### Task details
Copy each line in the data below that contains the word "inner".

### Records for the task
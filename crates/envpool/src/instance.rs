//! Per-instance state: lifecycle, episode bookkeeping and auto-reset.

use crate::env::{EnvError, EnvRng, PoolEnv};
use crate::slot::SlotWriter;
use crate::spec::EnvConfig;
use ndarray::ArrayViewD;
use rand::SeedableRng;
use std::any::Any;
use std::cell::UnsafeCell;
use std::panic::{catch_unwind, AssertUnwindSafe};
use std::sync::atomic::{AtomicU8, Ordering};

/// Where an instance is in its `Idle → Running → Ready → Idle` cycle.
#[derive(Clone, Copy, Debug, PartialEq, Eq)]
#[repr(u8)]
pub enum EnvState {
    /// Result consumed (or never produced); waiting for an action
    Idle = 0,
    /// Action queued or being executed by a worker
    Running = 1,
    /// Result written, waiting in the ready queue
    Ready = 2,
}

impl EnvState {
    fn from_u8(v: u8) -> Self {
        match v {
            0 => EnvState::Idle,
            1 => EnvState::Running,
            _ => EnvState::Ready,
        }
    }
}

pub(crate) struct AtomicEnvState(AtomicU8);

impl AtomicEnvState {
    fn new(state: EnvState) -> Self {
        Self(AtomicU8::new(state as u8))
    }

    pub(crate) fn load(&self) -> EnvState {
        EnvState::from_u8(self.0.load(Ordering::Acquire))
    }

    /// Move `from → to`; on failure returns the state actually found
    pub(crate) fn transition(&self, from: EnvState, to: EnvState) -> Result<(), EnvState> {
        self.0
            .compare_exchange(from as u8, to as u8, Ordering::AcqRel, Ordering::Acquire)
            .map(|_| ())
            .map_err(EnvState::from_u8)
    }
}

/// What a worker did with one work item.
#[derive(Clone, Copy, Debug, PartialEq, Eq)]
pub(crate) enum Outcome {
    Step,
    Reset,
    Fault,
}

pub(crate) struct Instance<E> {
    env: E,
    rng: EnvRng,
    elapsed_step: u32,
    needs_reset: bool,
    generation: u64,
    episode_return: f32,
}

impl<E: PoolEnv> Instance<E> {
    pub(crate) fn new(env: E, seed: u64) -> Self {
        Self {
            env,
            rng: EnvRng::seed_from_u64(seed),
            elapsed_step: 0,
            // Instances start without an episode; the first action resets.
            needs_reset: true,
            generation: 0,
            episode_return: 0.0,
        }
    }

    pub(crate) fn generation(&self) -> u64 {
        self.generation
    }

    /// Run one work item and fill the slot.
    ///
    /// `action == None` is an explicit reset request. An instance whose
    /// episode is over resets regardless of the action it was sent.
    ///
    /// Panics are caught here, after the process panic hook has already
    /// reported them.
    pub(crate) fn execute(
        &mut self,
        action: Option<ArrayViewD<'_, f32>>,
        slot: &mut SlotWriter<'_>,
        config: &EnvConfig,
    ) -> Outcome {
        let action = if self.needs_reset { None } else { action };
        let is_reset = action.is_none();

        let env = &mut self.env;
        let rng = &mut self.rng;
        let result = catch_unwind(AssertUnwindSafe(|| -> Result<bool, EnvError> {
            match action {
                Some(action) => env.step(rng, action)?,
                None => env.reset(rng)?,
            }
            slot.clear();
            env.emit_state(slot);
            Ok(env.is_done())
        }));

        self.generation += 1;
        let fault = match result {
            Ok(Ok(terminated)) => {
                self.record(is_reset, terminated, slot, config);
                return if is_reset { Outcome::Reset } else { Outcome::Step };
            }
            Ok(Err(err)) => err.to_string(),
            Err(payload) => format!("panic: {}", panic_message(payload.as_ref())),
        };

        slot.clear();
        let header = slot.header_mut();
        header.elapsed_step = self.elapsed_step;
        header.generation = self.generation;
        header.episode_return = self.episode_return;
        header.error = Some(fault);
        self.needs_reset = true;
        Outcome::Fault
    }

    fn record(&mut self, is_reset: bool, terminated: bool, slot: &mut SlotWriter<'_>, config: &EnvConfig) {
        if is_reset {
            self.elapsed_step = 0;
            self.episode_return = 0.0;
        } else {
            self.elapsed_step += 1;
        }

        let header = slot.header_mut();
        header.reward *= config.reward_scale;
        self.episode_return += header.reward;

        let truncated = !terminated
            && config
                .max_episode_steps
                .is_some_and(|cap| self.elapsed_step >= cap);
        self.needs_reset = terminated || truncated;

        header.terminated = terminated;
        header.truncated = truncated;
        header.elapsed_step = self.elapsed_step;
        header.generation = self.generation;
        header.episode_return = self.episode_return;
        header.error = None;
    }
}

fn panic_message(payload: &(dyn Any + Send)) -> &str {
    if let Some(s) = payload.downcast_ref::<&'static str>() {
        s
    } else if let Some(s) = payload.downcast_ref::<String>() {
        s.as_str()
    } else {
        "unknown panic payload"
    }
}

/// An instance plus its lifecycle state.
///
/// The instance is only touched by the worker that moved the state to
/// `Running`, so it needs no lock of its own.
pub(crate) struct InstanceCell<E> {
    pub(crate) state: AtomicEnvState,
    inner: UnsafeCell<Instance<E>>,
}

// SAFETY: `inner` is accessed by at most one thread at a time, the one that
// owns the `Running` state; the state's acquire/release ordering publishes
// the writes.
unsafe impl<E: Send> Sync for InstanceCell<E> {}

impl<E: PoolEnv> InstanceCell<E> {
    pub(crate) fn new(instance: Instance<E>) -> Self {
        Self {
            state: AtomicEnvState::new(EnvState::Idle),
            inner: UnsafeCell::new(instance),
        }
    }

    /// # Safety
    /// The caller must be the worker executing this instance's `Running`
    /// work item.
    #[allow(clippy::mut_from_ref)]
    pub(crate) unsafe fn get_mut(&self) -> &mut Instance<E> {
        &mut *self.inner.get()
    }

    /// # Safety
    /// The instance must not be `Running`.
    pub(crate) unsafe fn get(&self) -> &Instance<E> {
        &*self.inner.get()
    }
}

* * *

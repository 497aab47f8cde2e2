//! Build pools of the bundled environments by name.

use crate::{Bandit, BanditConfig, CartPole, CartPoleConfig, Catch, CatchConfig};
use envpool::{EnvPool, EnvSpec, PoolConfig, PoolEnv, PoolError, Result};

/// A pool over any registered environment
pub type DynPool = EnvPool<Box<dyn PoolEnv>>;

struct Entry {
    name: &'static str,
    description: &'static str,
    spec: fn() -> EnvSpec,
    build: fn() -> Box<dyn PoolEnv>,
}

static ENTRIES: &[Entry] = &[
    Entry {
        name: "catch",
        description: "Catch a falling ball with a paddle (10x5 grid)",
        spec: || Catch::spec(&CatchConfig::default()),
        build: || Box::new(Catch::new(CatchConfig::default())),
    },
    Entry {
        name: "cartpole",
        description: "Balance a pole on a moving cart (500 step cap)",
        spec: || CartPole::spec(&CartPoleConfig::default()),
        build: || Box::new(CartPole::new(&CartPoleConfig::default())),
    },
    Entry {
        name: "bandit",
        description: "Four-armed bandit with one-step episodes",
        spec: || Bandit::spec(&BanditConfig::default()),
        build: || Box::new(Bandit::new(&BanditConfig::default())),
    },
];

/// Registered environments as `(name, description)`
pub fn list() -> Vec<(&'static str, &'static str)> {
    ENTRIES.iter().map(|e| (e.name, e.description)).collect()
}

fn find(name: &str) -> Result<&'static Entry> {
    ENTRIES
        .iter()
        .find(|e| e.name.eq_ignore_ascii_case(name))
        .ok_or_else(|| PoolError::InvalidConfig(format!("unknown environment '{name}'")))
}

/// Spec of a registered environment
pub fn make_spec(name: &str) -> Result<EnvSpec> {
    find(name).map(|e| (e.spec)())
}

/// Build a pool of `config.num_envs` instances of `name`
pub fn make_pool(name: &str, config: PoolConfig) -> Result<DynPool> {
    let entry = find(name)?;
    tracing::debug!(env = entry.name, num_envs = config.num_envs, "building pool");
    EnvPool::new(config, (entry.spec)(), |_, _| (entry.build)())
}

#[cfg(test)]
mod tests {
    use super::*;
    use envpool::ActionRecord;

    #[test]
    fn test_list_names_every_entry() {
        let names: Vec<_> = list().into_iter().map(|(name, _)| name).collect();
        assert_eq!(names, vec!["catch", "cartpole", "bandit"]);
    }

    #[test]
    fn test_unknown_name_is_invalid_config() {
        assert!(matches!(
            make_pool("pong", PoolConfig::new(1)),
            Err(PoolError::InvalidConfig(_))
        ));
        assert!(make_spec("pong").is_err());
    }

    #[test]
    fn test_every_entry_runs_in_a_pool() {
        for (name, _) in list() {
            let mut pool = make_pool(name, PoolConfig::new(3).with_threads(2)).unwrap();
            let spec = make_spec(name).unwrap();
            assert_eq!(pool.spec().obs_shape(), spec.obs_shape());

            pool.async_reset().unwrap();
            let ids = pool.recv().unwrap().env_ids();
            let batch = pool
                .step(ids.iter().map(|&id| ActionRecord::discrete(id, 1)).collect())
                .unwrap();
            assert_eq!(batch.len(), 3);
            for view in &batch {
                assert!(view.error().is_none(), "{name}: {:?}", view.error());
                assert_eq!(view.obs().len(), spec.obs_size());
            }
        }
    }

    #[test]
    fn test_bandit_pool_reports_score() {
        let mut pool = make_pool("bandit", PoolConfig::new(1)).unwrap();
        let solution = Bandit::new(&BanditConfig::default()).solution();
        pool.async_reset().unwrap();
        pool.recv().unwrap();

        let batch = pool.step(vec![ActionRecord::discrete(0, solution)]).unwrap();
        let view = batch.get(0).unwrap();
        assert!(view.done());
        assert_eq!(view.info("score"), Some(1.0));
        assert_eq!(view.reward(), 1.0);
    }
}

### Result of the task
    inner: UnsafeCell<Instance<E>>,
// SAFETY: `inner` is accessed by at most one thread at a time, the one that
            inner: UnsafeCell::new(instance),
        &mut *self.inner.get()
        &*self.inner.get()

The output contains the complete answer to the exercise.